Filling The Pockets: The Spherical Nature of 3D Deflagration in Thermonuclear Supernovae

TL;DR

This paper examines the three-dimensional hydrodynamics of thermonuclear supernovae, revealing that turbulence and magnetic fields significantly influence the burning process and improve the match with spherical models.

Contribution

It demonstrates that including turbulence and magnetic fields in 3D simulations enhances burning efficiency, addressing a key inconsistency in supernova explosion models.

Findings

Turbulence and magnetic fields promote mixing of burned and unburned material.

Enhanced mixing leads to more efficient burning and better spherical model agreement.
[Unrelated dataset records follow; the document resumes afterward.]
use rampart_config::AllocationConfig;
use rampart_core::{PriceHistory, Symbol, WEIGHT_EPSILON};
use rampart_portfolio::{AllocationMethod, AllocationMode, PortfolioAllocator};
use rampart_risk::{RiskManager, RiskProfile};
use rampart_test_utils::price_history;

fn allocator(max_exposure: f64) -> PortfolioAllocator {
    let profile = RiskProfile {
        max_exposure_fraction: max_exposure,
        ..RiskProfile::default()
    };
    PortfolioAllocator::new(RiskManager::new(profile).unwrap(), AllocationConfig::default())
}

fn pairs(symbols: &[&str]) -> Vec<Symbol> {
    symbols.iter().map(|symbol| symbol.to_string()).collect()
}

#[test]
fn successful_runs_sum_to_one_before_clipping() {
    let symbols = ["AAA/EUR", "BBB/EUR", "CCC/EUR", "DDD/EUR"];
    let history = price_history(&symbols, 120);
    let allocator = allocator(1.0);
    for (mode, method) in [
        (AllocationMode::Scalping, AllocationMethod::HierarchicalRiskParity),
        (AllocationMode::Historical, AllocationMethod::MaxSharpe),
    ] {
        let allocation = allocator.allocate(&pairs(&symbols), &history, mode, 10_000.0);
        assert_eq!(allocation.method, method);
        let sum = allocation.unclipped.sum();
        assert!(sum <= 1.0 + WEIGHT_EPSILON && sum >= 1.0 - WEIGHT_EPSILON, "sum {sum}");
        assert!(allocation.unclipped.iter().all(|(_, weight)| *weight >= 0.0));
        assert!(allocation.weights.is_bounded());
    }
}

#[test]
fn clipping_never_increases_the_sum() {
    let symbols = ["AAA/EUR", "BBB/EUR", "CCC/EUR"];
    let history = price_history(&symbols, 120);
    let allocator = allocator(0.4);
    for mode in [AllocationMode::Scalping, AllocationMode::Historical] {
        let allocation = allocator.allocate(&pairs(&symbols), &history, mode, 10_000.0);
        assert!(allocation.weights.sum() <= allocation.unclipped.sum() + WEIGHT_EPSILON);
        assert!(allocation
            .weights
            .iter()
            .all(|(_, weight)| *weight >= 0.0 && *weight <= 0.4 + WEIGHT_EPSILON));
    }
}

#[test]
fn single_priced_pair_falls_back_to_equal_weight() {
    let history = price_history(&["AAA/EUR"], 60);
    let selected = pairs(&["AAA/EUR", "BBB/EUR"]);
    let allocation = allocator(0.5).allocate(&selected, &history, AllocationMode::Historical, 500.0);
    assert_eq!(allocation.method, AllocationMethod::EqualWeight);
    assert!((allocation.weights.weight_for("AAA/EUR") - 0.5).abs() < 1e-12);
    assert!((allocation.weights.weight_for("BBB/EUR") - 0.5).abs() < 1e-12);
}

#[test]
fn flat_prices_are_degenerate() {
    let mut history = PriceHistory::new();
    history.insert("AAA/EUR", vec![10.0; 40]);
    history.insert("BBB/EUR", vec![20.0; 40]);
    let selected = pairs(&["AAA/EUR", "BBB/EUR"]);
    for mode in [AllocationMode::Scalping, AllocationMode::Historical] {
        let allocation = allocator(1.0).allocate(&selected, &history, mode, 500.0);
        assert_eq!(allocation.method, AllocationMethod::EqualWeight);
    }
}

#[test]
fn scalping_only_reads_the_recent_window() {
    let symbols = ["AAA/EUR", "BBB/EUR", "CCC/EUR"];
    let history = price_history(&symbols, 100);
    let mut rewritten = PriceHistory::new();
    for symbol in symbols {
        let mut closes = history.series(symbol).unwrap().to_vec();
        let cutoff = closes.len() - AllocationConfig::default().scalping_window;
        for (i, close) in closes.iter_mut().take(cutoff).enumerate() {
            *close *= if i % 2 == 0 { 3.0 } else { 0.2 };
        }
        rewritten.insert(symbol, closes);
    }

    let allocator = allocator(1.0);
    let original = allocator.allocate(&pairs(&symbols), &history, AllocationMode::Scalping, 1_000.0);
    let shocked = allocator.allocate(&pairs(&symbols), &rewritten, AllocationMode::Scalping, 1_000.0);
    for symbol in symbols {
        assert!(
            (original.weights.weight_for(symbol) - shocked.weights.weight_for(symbol)).abs()
                < 1e-12
        );
    }
}

#[test]
fn zero_balance_allocates_nothing() {
    let symbols = ["AAA/EUR", "BBB/EUR"];
    let history = price_history(&symbols, 60);
    let allocation = allocator(0.5).allocate(&pairs(&symbols), &history, AllocationMode::Scalping, 0.0);
    assert_eq!(allocation.weights.sum(), 0.0);
}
Magnetic and turbulent effects are most effective at small scales.

Abstract

We investigate thermonuclear explosions within the delayed detonation framework. While spherical delayed detonation models generally reproduce key observational features, a fundamental inconsistency emerges in three dimensions: 3D hydrodynamic simulations exhibit insufficient white dwarf expansion during the deflagration phase. We identify the early deflagration stage, when the burning is dominated by the laminar speed, as a critical phase and explore potential solutions using three dimensional magnetohydrodynamic simulations performed with the FLASH code. In hydrodynamical simulations, the early deflagration phase produces large pockets of unburned C/O, leading to inefficient burning. Much of the released energy is deposited into buoyantly rising plumes rather than into the global pre-expansion of the white dwarf, which is required to produce the partially burned layers characteristic of SNe Ia. In contrast, when preexisting turbulent velocity fields and strong magnetic fields, on scales expected from the smoldering phase, are included, the effective burning approaches that in spherical models. Both turbulence and magnetic fields promote the entrainment of burned material into unburned pockets, addressing a long-standing problem in multi-dimensional deflagration models. The resulting streaks of burned material enable the conductive ignition of the surrounding unburned fuel. The dominant effect is not a change in the small-scale flame physics (~10^{-3} cm), but rather enhanced mixing between burned and unburned material. As expected, this mechanism is most efficient when the turbulent length scales are smaller than those of the unburned plumes.